● Exercise requirements: Each line from the one containing "pub struct TransportFailure" through the last line of the data below is to be written out verbatim, and nothing more.

● Records supplied:
**********

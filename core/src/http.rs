//! HTTP exchange types for the host-does-IO pattern.
//!
//! # Design
//! The request pipeline turns a model's configuration and the shared
//! parameter bag into an `HttpRequest` value. A `Connection` executes it and
//! hands back an `HttpResponse` or a `TransportFailure`. Keeping the exchange
//! as plain data lets tests script the transport and inspect exactly what
//! would have gone over the wire.

use std::fmt;
use std::path::PathBuf;

/// HTTP method for a request.
#[derive(Debug, Clone, Copy, PartialEq, Eq)]
pub enum HttpMethod {
    Get,
    Post,
    Put,
}

impl HttpMethod {
    pub fn as_str(self) -> &'static str {
        match self {
            HttpMethod::Get => "GET",
            HttpMethod::Post => "POST",
            HttpMethod::Put => "PUT",
        }
    }
}

impl fmt::Display for HttpMethod {
    fn fmt(&self, f: &mut fmt::Formatter<'_>) -> fmt::Result {
        f.write_str(self.as_str())
    }
}

/// Payload of a request.
#[derive(Debug, Clone, PartialEq, Eq)]
pub enum RequestBody {
    /// JSON-encoded POST parameters.
    Json(String),
    /// URL-encoded POST parameters.
    Form(String),
    /// Raw upload of a file from disk.
    File(FileUpload),
}

/// A file streamed as the request body.
#[derive(Debug, Clone, PartialEq, Eq)]
pub struct FileUpload {
    pub path: PathBuf,
    pub size: u64,
}

/// An HTTP request described as plain data, including the per-call
/// transport options (proxy, TLS verification, cookie jar, basic auth).
#[derive(Debug, Clone, PartialEq, Eq)]
pub struct HttpRequest {
    pub method: HttpMethod,
    pub url: String,
    pub headers: Vec<(String, String)>,
    pub body: Option<RequestBody>,
    pub proxy: Option<String>,
    pub verify_tls: bool,
    pub cookie_jar: Option<PathBuf>,
    pub basic_auth: Option<(String, String)>,
}

impl HttpRequest {
    /// Value of the first header named `name` (case-insensitive).
    pub fn header(&self, name: &str) -> Option<&str> {
        self.headers
            .iter()
            .find(|(key, _)| key.eq_ignore_ascii_case(name))
            .map(|(_, value)| value.as_str())
    }
}

/// An HTTP response described as plain data.
#[derive(Debug, Clone, PartialEq, Eq)]
pub struct HttpResponse {
    pub status: u16,
    pub headers: Vec<(String, String)>,
    pub body: String,
}

/// A failure reported by the transport before a response was received.
///
/// `code` follows curl's error numbering so callers can match on familiar
/// values (`28` for a timeout, `6` for an unresolved host, ...).
#[derive(Debug, Clone, PartialEq, Eq)]
pub struct TransportFailure {
    pub description: String,
    pub code: i32,
}

impl TransportFailure {
    pub fn new(description: impl Into<String>, code: i32) -> Self {
        Self {
            description: description.into(),
            code,
        }
    }
}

**********

● Final answer:
pub struct TransportFailure {
    pub description: String,
    pub code: i32,
}

impl TransportFailure {
    pub fn new(description: impl Into<String>, code: i32) -> Self {
        Self {
            description: description.into(),
            code,
        }
    }
}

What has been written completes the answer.